Tumour necrosis factor‐ α contributes to improved cardiac ischaemic tolerance in rats adapted to chronic continuous hypoxia

Aim It has been demonstrated that tumour necrosis factor‐alpha ( TNF ‐ α ) via its receptor 2 ( TNFR 2) plays a role in the cardioprotective effects of preconditioning. It is also well known that chronic hypoxia is associated with activation of inflammatory response. With this background, we hypothesized that TNF ‐ α signalling may contribute to the improved ischaemic tolerance of chronically hypoxic hearts. Methods Adult male Wistar rats were kept either at room air (normoxic controls) or at continuous normobaric hypoxia ( CNH ; inspired O 2 fraction 0.1) for 3 weeks; subgroups of animals were treated with infliximab (monoclonal antibody against TNF ‐ α ; 5 mg kg −1 , i.p., once a week).

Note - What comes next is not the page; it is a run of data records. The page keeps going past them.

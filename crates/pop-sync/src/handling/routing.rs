// SPDX-License-Identifier: GPL-3.0

use super::{
	RawStorageHandlingFactory, StorageChildHandler, SubscriptionHandlingFactory,
};
use crate::store::PersistenceStore;
use std::{collections::HashMap, sync::Arc};

/// Dispatches handler creation on the local key.
///
/// Local keys without a route get a [`RawStorageHandlingFactory`] handler.
#[derive(Clone, Default)]
pub struct RoutingHandlingFactory {
	routes: HashMap<String, Arc<dyn SubscriptionHandlingFactory>>,
}

impl RoutingHandlingFactory {
	pub fn new() -> Self {
		Self::default()
	}

	/// Route `local_key` to `factory`.
	pub fn route(mut self, local_key: impl Into<String>, factory: Arc<dyn SubscriptionHandlingFactory>) -> Self {
		self.routes.insert(local_key.into(), factory);
		self
	}

	/// Route every key of `local_keys` to `factory`.
	pub fn insert_all<I, K>(&mut self, local_keys: I, factory: Arc<dyn SubscriptionHandlingFactory>)
	where
		I: IntoIterator<Item = K>,
		K: Into<String>,
	{
		for local_key in local_keys {
			self.routes.insert(local_key.into(), factory.clone());
		}
	}

	pub fn len(&self) -> usize {
		self.routes.len()
	}

	pub fn is_empty(&self) -> bool {
		self.routes.is_empty()
	}
}

impl SubscriptionHandlingFactory for RoutingHandlingFactory {
	fn create_handler(
		&self,
		remote_key: &[u8],
		local_key: &str,
		store: Arc<dyn PersistenceStore>,
	) -> Arc<dyn StorageChildHandler> {
		match self.routes.get(local_key) {
			Some(factory) => factory.create_handler(remote_key, local_key, store),
			None => RawStorageHandlingFactory.create_handler(remote_key, local_key, store),
		}
	}
}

Myocardial levels of oxidative stress markers and the expression of selected signalling molecules were analysed. Infarct size (tetrazolium staining) was assessed in open‐chest rats subjected to acute coronary artery occlusion/reperfusion. Results CNH increased myocardial TNF ‐ α level and expression of TNFR 2; this response was abolished by infliximab treatment. CNH reduced myocardial infarct size from 50.8 ± 4.3% of the area at risk in normoxic animals to 35.5 ± 2.4%. Infliximab abolished the protective effect of CNH (44.9 ± 2.0%). CNH increased the levels of oxidative stress markers (3‐nitrotyrosine and malondialdehyde), the expression of nuclear factor κ B and manganese superoxide dismutase, while these effects were absent in infliximab‐treated animals. CNH ‐elevated levels of inducible nitric oxide synthase and cyclooxygenase 2 were not affected by infliximab. Conclusion TNF ‐ α plays a role in the induction of ischaemia‐resistant cardiac phenotype of CNH rats, possibly via the activation of protective redox signalling.